Após ser aprovado no concurso público de provimento para serviços da atividade notarial e de registro do Estado do Espírito Santo, Jorge entendeu que era necessário melhor compreender as normas constantes do Código de Organização Judiciária do Tribunal de Justiça do Estado do Espírito Santo e do respectivo Regimento Interno.

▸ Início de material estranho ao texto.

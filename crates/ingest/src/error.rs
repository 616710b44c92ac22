use thiserror::Error;

pub type Result<T> = std::result::Result<T, IngestError>;

#[derive(Error, Debug)]
pub enum IngestError {
    #[error("IO error: {0}")]
    IoError(#[from] std::io::Error),

    #[error("Serialization error: {0}")]
    SerializationError(#[from] serde_json::Error),

    #[error("Invalid repository url: {0}")]
    InvalidUrl(String),

    #[error("git clone failed: {0}")]
    GitError(String),
}
//! Field lookup on loosely shaped chunk records.
//!
//! Chunk files are read as plain JSON so producers that name the text field
//! `content`, `body` or `text` instead of `code` still embed.

use serde_json::Value;
use sha1::{Digest, Sha1};

const TEXT_KEYS: &[&str] = &["code", "content", "body", "text"];
const PATH_KEYS: &[&str] = &["file_path", "path", "filepath"];

/// Metadata fields copied from a chunk into its embedding record
pub const METADATA_KEYS: &[&str] = &["language", "type", "name", "imports", "loc", "size"];

fn first_string<'a>(record: &'a Value, keys: &[&str]) -> Option<&'a str> {
    keys.iter()
        .filter_map(|key| record.get(*key).and_then(Value::as_str))
        .find(|value| !value.is_empty())
}

/// Text to embed, trimmed; empty when no text field is set
pub fn chunk_text(record: &Value) -> &str {
    first_string(record, TEXT_KEYS).unwrap_or_default().trim()
}

pub fn chunk_path(record: &Value) -> &str {
    first_string(record, PATH_KEYS).unwrap_or_default()
}

/// Record id, or the sha1 hex of its path when it has none
pub fn chunk_id(record: &Value) -> String {
    match first_string(record, &["id"]) {
        Some(id) => id.to_string(),
        None => hex::encode(Sha1::digest(chunk_path(record).as_bytes())),
    }
}

#[cfg(test)]
mod tests {
    use super::*;
    use pretty_assertions::assert_eq;
    use serde_json::json;

    #[test]
    fn text_falls_back_across_keys() {
        assert_eq!(chunk_text(&json!({"code": "  x = 1\n"})), "x = 1");
        assert_eq!(chunk_text(&json!({"code": "", "content": "body"})), "body");
        assert_eq!(chunk_text(&json!({"body": "b", "text": "t"})), "b");
        assert_eq!(chunk_text(&json!({"text": "t"})), "t");
        assert_eq!(chunk_text(&json!({"code": null})), "");
        assert_eq!(chunk_text(&json!({})), "");
    }

    #[test]
    fn path_falls_back_across_keys() {
        assert_eq!(chunk_path(&json!({"file_path": "a.py", "path": "b"})), "a.py");
        assert_eq!(chunk_path(&json!({"filepath": "c.py"})), "c.py");
        assert_eq!(chunk_path(&json!({})), "");
    }

    #[test]
    fn id_prefers_record_id() {
        assert_eq!(chunk_id(&json!({"id": "abc", "file_path": "a.py"})), "abc");
        assert_eq!(
            chunk_id(&json!({"file_path": "a.py"})),
            hex::encode(Sha1::digest(b"a.py"))
        );
    }
}
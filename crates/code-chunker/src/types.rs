use crate::language::Language;
use serde::{Deserialize, Serialize};

/// One source file as handed over by the ingestion stage
#[derive(Debug, Clone, Serialize, Deserialize, PartialEq, Eq)]
pub struct IngestedFile {
    pub path: String,

    #[serde(default)]
    pub content: String,

    /// Character count of `content`
    #[serde(default)]
    pub size: usize,

    /// Guessed MIME type, if any
    #[serde(rename = "type", alias = "mime_type", default)]
    pub mime_type: Option<String>,
}

impl IngestedFile {
    pub fn new(path: impl Into<String>, content: impl Into<String>) -> Self {
        let content = content.into();
        Self {
            path: path.into(),
            size: content.chars().count(),
            content,
            mime_type: None,
        }
    }

    #[must_use]
    pub fn with_mime_type(mut self, mime_type: Option<String>) -> Self {
        self.mime_type = mime_type;
        self
    }
}

/// A semantic code chunk.
///
/// Field names and order are the wire format read by the embedding stage.
#[derive(Debug, Clone, Serialize, Deserialize, PartialEq, Eq)]
pub struct CodeChunk {
    /// sha1 of `"{file_path}:{name}:{start_line}:{end_line}"`
    pub id: String,

    pub file_path: String,

    pub language: Language,

    #[serde(rename = "type")]
    pub chunk_type: ChunkType,

    /// Declaration name; `None` for module chunks
    #[serde(default)]
    pub name: Option<String>,

    /// Start line (1-indexed)
    pub start_line: usize,

    /// End line (1-indexed, inclusive)
    pub end_line: usize,

    /// Lines of code, never below 1
    pub loc: usize,

    /// Character length of `code`
    pub size: usize,

    /// Branch-count estimate, Python only
    #[serde(default)]
    pub complexity: Option<u32>,

    /// Import references of the whole file, shared by every chunk of that file
    #[serde(default)]
    pub imports: Vec<String>,

    #[serde(default)]
    pub docstring: Option<String>,

    pub code: String,
}

impl CodeChunk {
    /// Check if chunk contains a specific line
    #[must_use]
    pub const fn contains_line(&self, line: usize) -> bool {
        line >= self.start_line && line <= self.end_line
    }

    #[must_use]
    pub const fn is_declaration(&self) -> bool {
        !matches!(self.chunk_type, ChunkType::Module)
    }
}

/// Kind of unit a chunk represents
#[derive(Debug, Clone, Copy, PartialEq, Eq, Hash, Serialize, Deserialize)]
#[serde(rename_all = "lowercase")]
pub enum ChunkType {
    /// Residual module-level code, or a whole file
    Module,
    /// Top-level function or async function
    Function,
    /// Top-level class
    Class,
}

impl ChunkType {
    /// Get human-readable name
    #[must_use]
    pub const fn as_str(self) -> &'static str {
        match self {
            Self::Module => "module",
            Self::Function => "function",
            Self::Class => "class",
        }
    }
}

#[cfg(test)]
mod tests {
    use super::*;
    use pretty_assertions::assert_eq;

    #[test]
    fn ingested_file_counts_characters() {
        let file = IngestedFile::new("a.py", "é = 1\n");
        assert_eq!(file.size, 6);
        assert!(file.mime_type.is_none());
    }

    #[test]
    fn ingested_file_reads_type_key() {
        let file: IngestedFile = serde_json::from_str(
            r#"{"path":"x.js","content":"let a;","size":6,"type":"text/javascript"}"#,
        )
        .unwrap();
        assert_eq!(file.mime_type.as_deref(), Some("text/javascript"));

        let json = serde_json::to_value(&file).unwrap();
        assert_eq!(json["type"], "text/javascript");
    }

    #[test]
    fn chunk_serializes_wire_field_names() {
        let chunk = CodeChunk {
            id: "abc".into(),
            file_path: "a.py".into(),
            language: Language::Python,
            chunk_type: ChunkType::Function,
            name: Some("f".into()),
            start_line: 3,
            end_line: 4,
            loc: 2,
            size: 21,
            complexity: Some(1),
            imports: vec!["os".into()],
            docstring: None,
            code: "def f():\n    return 1".into(),
        };

        let value = serde_json::to_value(&chunk).unwrap();
        let keys: Vec<&str> = value
            .as_object()
            .unwrap()
            .keys()
            .map(String::as_str)
            .collect();
        let mut expected = vec![
            "id",
            "file_path",
            "language",
            "type",
            "name",
            "start_line",
            "end_line",
            "loc",
            "size",
            "complexity",
            "imports",
            "docstring",
            "code",
        ];
        let mut keys_sorted = keys.clone();
        keys_sorted.sort_unstable();
        expected.sort_unstable();
        assert_eq!(keys_sorted, expected);
        assert_eq!(value["type"], "function");
        assert_eq!(value["language"], "python");
        assert!(value["docstring"].is_null());
    }

    #[test]
    fn chunk_tolerates_absent_optional_fields() {
        let chunk: CodeChunk = serde_json::from_str(
            r#"{"id":"x","file_path":"a.rb","language":"ruby","type":"module",
                "start_line":1,"end_line":1,"loc":1,"size":0,"code":""}"#,
        )
        .unwrap();
        assert!(chunk.name.is_none());
        assert!(chunk.complexity.is_none());
        assert!(chunk.imports.is_empty());
        assert!(!chunk.is_declaration());
        assert!(chunk.contains_line(1));
    }
}
#[cfg(test)]
mod tests {
    use super::*;
    use pretty_assertions::assert_eq;

    fn walk(path: &str, content: &str) -> Walk {
        let mut builder = ChunkBuilder::new().unwrap();
        PythonWalker::new().unwrap().walk(&mut builder, path, content)
    }

    fn imports_of(content: &str) -> Vec<String> {
        let mut walker = PythonWalker::new().unwrap();
        let ParseOutcome::Parsed(tree) = walker.parse(content) else {
            panic!("expected valid python");
        };
        collect_imports(tree.root_node(), content.as_bytes())
    }

    fn declarations_of(content: &str) -> Vec<Declaration> {
        let mut walker = PythonWalker::new().unwrap();
        let ParseOutcome::Parsed(tree) = walker.parse(content) else {
            panic!("expected valid python");
        };
        top_level_declarations(tree.root_node(), content.as_bytes())
    }

    #[test]
    fn splits_module_and_function() {
        let out = walk("a.py", "import os\n\ndef f():\n    return 1\n");
        assert!(out.degraded.is_none());
        assert_eq!(out.chunks.len(), 2);

        let module = &out.chunks[0];
        assert_eq!(module.chunk_type, ChunkType::Module);
        assert_eq!(module.name, None);
        assert_eq!(module.code, "import os\n");
        assert_eq!(module.imports, vec!["os".to_string()]);
        assert_eq!((module.start_line, module.end_line), (1, 2));

        let function = &out.chunks[1];
        assert_eq!(function.chunk_type, ChunkType::Function);
        assert_eq!(function.name.as_deref(), Some("f"));
        assert_eq!((function.start_line, function.end_line), (3, 4));
        assert_eq!(function.loc, 2);
        assert_eq!(function.complexity, Some(1));
        assert_eq!(function.code, "def f():\n    return 1");
        assert_eq!(function.imports, module.imports);
    }

    #[test]
    fn import_forms() {
        let code = r#"
import os, os.path as osp
from collections import OrderedDict, defaultdict as dd
from . import sibling
from ..pkg.sub import thing
from typing import *
from __future__ import annotations
"#;
        assert_eq!(
            imports_of(code),
            vec![
                "os",
                "os.path",
                "collections.OrderedDict",
                "collections.defaultdict",
                "sibling",
                "pkg.sub.thing",
                "typing.*",
                "__future__.annotations",
            ]
        );
    }

    #[test]
    fn imports_are_breadth_first_and_file_wide() {
        let code = r#"
def f():
    import json
    if True:
        import csv

import os

class C:
    import re
"#;
        assert_eq!(imports_of(code), vec!["os", "json", "re", "csv"]);
    }

    #[test]
    fn duplicate_imports_are_kept() {
        assert_eq!(imports_of("import os\nimport os\n"), vec!["os", "os"]);
    }

    #[test]
    fn async_and_decorated_declarations() {
        let code = "@cache\nasync def fetch():\n    '''Get it.'''\n    return 1\n\nclass K(Base):\n    \"\"\"A class.\"\"\"\n    def m(self):\n        pass\n";
        let decls = declarations_of(code);
        assert_eq!(decls.len(), 2);

        assert_eq!(decls[0].kind, ChunkType::Function);
        assert_eq!(decls[0].name.as_deref(), Some("fetch"));
        assert_eq!((decls[0].span.start, decls[0].span.end_line()), (1, 4));
        assert_eq!(decls[0].docstring.as_deref(), Some("Get it."));

        assert_eq!(decls[1].kind, ChunkType::Class);
        assert_eq!(decls[1].name.as_deref(), Some("K"));
        assert_eq!((decls[1].span.start, decls[1].span.end_line()), (6, 9));
        assert_eq!(decls[1].docstring.as_deref(), Some("A class."));
    }

    #[test]
    fn decorators_stay_with_their_declaration() {
        let out = walk("d.py", "@app.route('/')\ndef index():\n    return 'hi'\n");
        assert_eq!(out.chunks.len(), 1);
        assert!(out.chunks[0].code.starts_with("@app.route('/')"));
        assert_eq!(out.chunks[0].start_line, 1);
    }

    #[test]
    fn nested_definitions_are_not_chunked() {
        let code = "def outer():\n    def inner():\n        pass\n    return inner\n";
        let out = walk("n.py", code);
        assert_eq!(out.chunks.len(), 1);
        assert_eq!(out.chunks[0].name.as_deref(), Some("outer"));
        assert!(out.chunks[0].code.contains("def inner"));
    }

    #[test]
    fn module_chunk_uses_module_docstring() {
        let code = "\"\"\"Tools.\"\"\"\nX = 1\n\ndef f():\n    \"\"\"Eff.\"\"\"\n";
        let out = walk("m.py", code);
        assert_eq!(out.chunks[0].docstring.as_deref(), Some("Tools."));
        assert_eq!(out.chunks[1].docstring.as_deref(), Some("Eff."));
    }

    #[test]
    fn residual_is_the_complement_of_declarations() {
        let code = "import os\n\ndef a():\n    pass\n\nX = 1\n\nclass B:\n    pass\nmain()\n";
        let decls = declarations_of(code);
        let residual = module_residual(code, &decls);
        assert_eq!(residual.lines, vec![1, 2, 5, 6, 7, 10]);
        assert_eq!(residual.code, "import os\n\n\nX = 1\n\nmain()");
    }

    #[test]
    fn syntax_error_degrades_to_whole_file() {
        let code = "import os\ndef broken(:\n    pass\n";
        let out = walk("bad.py", code);
        assert!(out.degraded.as_deref().is_some_and(|r| r.contains("line")));
        assert_eq!(out.chunks.len(), 1);

        let chunk = &out.chunks[0];
        assert_eq!(chunk.chunk_type, ChunkType::Module);
        assert_eq!(chunk.code, code);
        assert!(chunk.imports.is_empty());
        assert!(chunk.docstring.is_none());
        assert_eq!(chunk.complexity, Some(1));
    }

    #[test]
    fn blank_file_still_yields_a_chunk() {
        let out = walk("empty.py", "");
        assert_eq!(out.chunks.len(), 1);
        assert_eq!(out.chunks[0].code, "");
        assert_eq!(out.chunks[0].loc, 1);

        let out = walk("comments.py", "# nothing here\n");
        assert_eq!(out.chunks.len(), 1);
        assert_eq!(out.chunks[0].chunk_type, ChunkType::Module);
    }

    #[test]
    fn python2_statements_degrade_to_whole_file() {
        let code = "import os\nprint \"hello\"\n\ndef f():\n    return 1\n";
        let out = walk("legacy.py", code);
        assert!(out
            .degraded
            .as_deref()
            .is_some_and(|r| r.contains("`print` statement at line 2")));
        assert_eq!(out.chunks.len(), 1);

        let chunk = &out.chunks[0];
        assert_eq!(chunk.chunk_type, ChunkType::Module);
        assert_eq!(chunk.code, code);
        assert!(chunk.imports.is_empty());
        assert_eq!(chunk.complexity, Some(1));

        let out = walk("legacy_exec.py", "exec \"x = 1\"\n");
        assert!(out.degraded.as_deref().is_some_and(|r| r.contains("`exec`")));
        assert_eq!(out.chunks.len(), 1);
    }

    #[test]
    fn print_calls_are_python3() {
        let out = walk("p3.py", "print(\"hello\")\n\ndef f():\n    print(1)\n");
        assert!(out.degraded.is_none());
        assert_eq!(out.chunks.len(), 2);
    }

    #[test]
    fn trailing_block_comments_fall_to_the_module() {
        let code = "def f():\n    return 1\n    # trailing note\n";
        let out = walk("c.py", code);
        assert_eq!(out.chunks.len(), 2);

        let module = &out.chunks[0];
        assert_eq!(module.chunk_type, ChunkType::Module);
        assert_eq!(module.code, "    # trailing note");

        let function = &out.chunks[1];
        assert_eq!((function.start_line, function.end_line), (1, 2));
        assert_eq!(function.code, "def f():\n    return 1");
    }

    #[test]
    fn nested_trailing_comments_end_at_last_statement() {
        let code = "def f(x):\n    if x:\n        return 1\n        # inner\n    # outer\n\nY = 2\n";
        let decls = declarations_of(code);
        assert_eq!((decls[0].span.start, decls[0].span.end_line()), (1, 3));

        let residual = module_residual(code, &decls);
        assert_eq!(residual.lines, vec![4, 5, 6, 7]);
    }
}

Nessa situação, Jorge verificou corretamente que:
- A ao Conselho da Magistratura, compete julgar o pedido de efetivação na titularidade dos serviços notariais e registrais de serventias não oficializadas;
- B ao corregedor-geral de Justiça, compete expedir os atos de nomeação, remoção, afastamento e perda de delegação dos delegatários do exercício das atividades notarial e de registro;
- C aos juízes de direito, especialmente em matéria de Registros Públicos, compete processar e julgar as causas relativas a loteamento e venda à prestação de imóveis, bem de família, registros torrens e hipoteca legal, incluindo as que interessam à incapaz ou à Fazenda Pública;
- D ao vice-presidente do Tribunal, compete, privativamente, propor ao Poder Legislativo a criação ou a extinção de cargos e a fixação dos respectivos vencimentos de seus membros, dos juízes e dos serviços auxiliares, observadas as restrições constitucionais;
- E aos juízes de direito, especialmente em matéria de Fazenda Pública Estadual, compete decidir sobre dúvidas levantadas e consultas feitas por tabeliães e oficiais de registro público e sobre distribuição de causas, ainda que estas versem sobre execução de sentença proferida por outro juiz.